Lire aussi > Ce que coûte le populisme à l'économie
Désintérêt, défiance et polarisation
La France est l’un des pays où la défiance envers les élus est la plus profonde. Dans les années 1970, 40 % des Français interrogés par les instituts de sondage estimaient que les politiciens ne s’intéressaient pas à ce que pensaient les gens comme eux. Aujourd’hui, ce ratio a plus que doublé. Ajoutons à cela la baisse de la participation électorale, et l’on comprend que la légitimité et la capacité des élus à mettre en œuvre des réformes soient fortement entamées. Les crises qui ont rythmé les premier et second mandats d’Emmanuel Macron, des gilets jaunes à la réforme des retraites, en sont une parfaite illustration.
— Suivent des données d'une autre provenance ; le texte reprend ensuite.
//! rtlfix Text - Arabic display fixing
//!
//! This crate turns logical-order Arabic text into a form that displays
//! correctly in renderers without native right-to-left support:
//! - Contextual letter forms (Arabic Presentation Forms A/B)
//! - Optional harakat removal
//! - Logical-to-visual reordering (unicode-bidi)
//! - Line-by-line processing that keeps line structure intact
//!
//! # Example
//! ```rust,ignore
//! use rtlfix_text::{LineProcessor, ShapingOptions, ShapingService};
//!
//! let ctx = ShapingService::detect().prepare(ShapingOptions::preserve_diacritics())?;
//! let fixed = LineProcessor::default().process_text("مرحبا\nworld", &ctx);
//! ```

pub mod shaping;
pub mod layout;

pub use shaping::{
    ArabicReshaper, DisplayReorder, ShapingContext, ShapingOptions, ShapingService,
    contains_arabic, prepare,
};
pub use layout::{JoinPolicy, LineProcessor, TextBlock};

/// Text processing error types
#[derive(Debug, Clone, PartialEq, Eq, thiserror::Error)]
pub enum TextError {
    #[error("{capability} is unavailable: {hint}")]
    CapabilityUnavailable { capability: String, hint: String },
}

pub type Result<T> = std::result::Result<T, TextError>;
//! rtlfix - Main Entry Point

mod edit;
mod fix_xml;
mod shape;

use std::path::PathBuf;

use anyhow::Result;
use clap::{Parser, Subcommand};
use tracing_subscriber::EnvFilter;

/// Fix Arabic text for renderers without right-to-left support
#[derive(Debug, Parser)]
#[command(name = "rtlfix", version, about)]
struct Cli {
    #[command(subcommand)]
    command: Command,
}

#[derive(Debug, Subcommand)]
enum Command {
    /// Reshape one attribute of every XML file in a directory
    FixXml(fix_xml::FixXmlArgs),
    /// Reshape text given as an argument or on stdin
    Shape(shape::ShapeArgs),
    /// Line-oriented editor session
    Edit(edit::EditArgs),
}

fn main() -> Result<()> {
    // Initialize logging on stderr; stdout carries the reports
    tracing_subscriber::fmt()
        .with_env_filter(
            EnvFilter::try_from_default_env().unwrap_or_else(|_| EnvFilter::new("info")),
        )
        .with_writer(std::io::stderr)
        .init();

    let cli = Cli::parse();
    tracing::debug!("{:?}", cli.command);

    match cli.command {
        Command::FixXml(args) => fix_xml::run(args),
        Command::Shape(args) => shape::run(args),
        Command::Edit(args) => edit::run(args),
    }
}

/// Directory holding the running executable
fn program_dir() -> Result<PathBuf> {
    let exe = std::env::current_exe()?;
    Ok(exe
        .parent()
        .map(PathBuf::from)
        .unwrap_or_else(|| PathBuf::from(".")))
}
//! `shape` subcommand

use std::io::{self, Read};

use anyhow::{Context, Result};
use clap::Args;
use rtlfix_editor::{ClipboardSink, SystemClipboard};
use rtlfix_text::{JoinPolicy, LineProcessor, ShapingOptions, ShapingService};

#[derive(Debug, Args)]
pub struct ShapeArgs {
    /// Text to reshape (read from stdin when omitted)
    pub text: Option<String>,

    /// Remove harakat
    #[arg(long)]
    pub delete_harakat: bool,

    /// Keep line breaks between processed lines
    #[arg(long)]
    pub newline: bool,

    /// Also copy the result to the clipboard
    #[arg(long)]
    pub copy: bool,
}

pub fn run(args: ShapeArgs) -> Result<()> {
    let text = match args.text {
        Some(text) => text,
        None => {
            let mut text = String::new();
            io::stdin()
                .read_to_string(&mut text)
                .context("Failed to read stdin")?;
            text
        }
    };

    let output = shape(&text, args.delete_harakat, args.newline)?;
    println!("{output}");

    if args.copy {
        SystemClipboard::new()
            .write_text(&output)
            .context("Failed to copy output")?;
        tracing::info!("Output copied to clipboard");
    }

    Ok(())
}

fn shape(text: &str, delete_harakat: bool, newline: bool) -> Result<String> {
    let ctx = ShapingService::detect().prepare(ShapingOptions { delete_harakat })?;
    let policy = if newline {
        JoinPolicy::Newline
    } else {
        JoinPolicy::Concatenate
    };
    Ok(LineProcessor::new(policy).process_text(text, &ctx))
}
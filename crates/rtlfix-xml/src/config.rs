//! Batch fixer configuration

/// Batch fixer configuration options
#[derive(Debug, Clone)]
pub struct FixerConfig {
    /// Attribute whose value is reshaped
    pub attribute: String,

    /// Appended to the file stem to name the output file
    pub suffix: String,

    /// Process files in file-name order instead of directory-listing order
    pub sort: bool,

    /// Skip files whose stem already ends in `suffix`, so a re-run does
    /// not reshape earlier outputs a second time
    pub skip_outputs: bool,
}

impl Default for FixerConfig {
    fn default() -> Self {
        Self {
            attribute: "Value".to_string(),
            suffix: "_fixed".to_string(),
            sort: true,
            skip_outputs: false,
        }
    }
}
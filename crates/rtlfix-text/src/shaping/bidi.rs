//! Display reordering (UAX #9)
//!
//! Logical-to-visual conversion for renderers that lay text out strictly
//! left to right. The bidirectional algorithm itself comes from the
//! `unicode-bidi` crate; this module only turns its visual runs back into
//! a string.

use std::fmt;

/// Logical-to-visual reordering capability
pub trait DisplayReorder: fmt::Debug + Send + Sync {
    /// Reorder `text` into left-to-right display order
    fn visual_order(&self, text: &str) -> String;
}

/// Reorderer backed by `unicode-bidi`.
///
/// Each paragraph takes its base direction from its first strong
/// character. Characters in right-to-left runs are emitted reversed, with
/// paired brackets mirrored.
#[cfg(feature = "bidi")]
#[derive(Debug, Clone, Copy, Default)]
pub struct UnicodeBidi;

#[cfg(feature = "bidi")]
impl DisplayReorder for UnicodeBidi {
    fn visual_order(&self, text: &str) -> String {
        use unicode_bidi::{BidiClass, BidiInfo, bidi_class};

        let info = BidiInfo::new(text, None);
        let mut out = String::with_capacity(text.len());

        for para in &info.paragraphs {
            let range = para.range.clone();
            // Paragraph separators stay where they are
            let body = text[range.clone()].trim_end_matches(|c: char| bidi_class(c) == BidiClass::B);
            let body_end = range.start + body.len();

            if body_end > range.start {
                let (levels, runs) = info.visual_runs(para, range.start..body_end);
                for run in runs {
                    let slice = &text[run.clone()];
                    if levels[run.start].is_rtl() {
                        out.extend(slice.chars().rev().map(mirror_char));
                    } else {
                        out.push_str(slice);
                    }
                }
            }

            out.push_str(&text[body_end..range.end]);
        }

        out
    }
}

/// Mirror a character for RTL display
pub fn mirror_char(c: char) -> char {
    match c {
        '(' => ')',
        ')' => '(',
        '[' => ']',
        ']' => '[',
        '{' => '}',
        '}' => '{',
        '<' => '>',
        '>' => '<',
        '«' => '»',
        '»' => '«',
        '‹' => '›',
        '›' => '‹',
        '⁅' => '⁆',
        '⁆' => '⁅',
        '⟨' => '⟩',
        '⟩' => '⟨',
        '⟪' => '⟫',
        '⟫' => '⟪',
        _ => c,
    }
}
//! Text layout module

mod line;

pub use line::{JoinPolicy, LineProcessor, TextBlock};
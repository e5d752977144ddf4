//! rtlfix Editor - interactive reshaping session
//!
//! A UI-free model of the reshaping editor: two buffers, the
//! delete-harakat and live toggles, and the process/copy/swap/clear
//! actions. Front-ends drive it through [`InteractiveSession`].

pub mod clipboard;
mod session;

pub use clipboard::{ClipboardError, ClipboardSink, MemoryClipboard, SystemClipboard};
pub use session::{InteractiveSession, Notice, SessionConfig, SessionState};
« La France est un des pays où la défiance envers les élus est la plus profonde. Dans les années 1970, 40 % des Français estimaient que les politiciens ne s’intéressaient pas à ce que pensaient les gens comme eux. Ce ratio a plus que doublé. »Vincent Giraud
La polarisation entre électeurs et élites de différents partis peut être tout aussi dommageable. Elle atteint des sommets aux États-Unis, où Républicains et Démocrates sont en désaccord sur tous les sujets ou presque. Cette polarisation rend le débat sur les politiques publiques compliqué et les virages à 180 degrés fréquents. Donald Trump a ainsi retiré les États-Unis de l’Accord de Paris sur le climat dès sa prise de fonction en 2017, et Joe Biden s’est empressé d’y revenir une fois élu. Le grand programme de soutien aux énergies renouvelables qu’il a lancé il y a un an serait par ailleurs menacé si les Républicains reprenaient le pouvoir exécutif en 2024.
Le risque populiste
Enfin, le risque politique suprême reste la victoire d’un candidat populiste. Comme les populistes opposent le « peuple vertueux » aux « élites corrompues », ils sont souvent tentés par des politiques économiques décriées par l’élite. En Argentine comme au Brésil, les gouvernements populistes ont eu tendance à augmenter les dépenses publiques alors que l’économie était déjà en forte croissance, provoquant une surchauffe, une inflation élevée et une crise de la dette.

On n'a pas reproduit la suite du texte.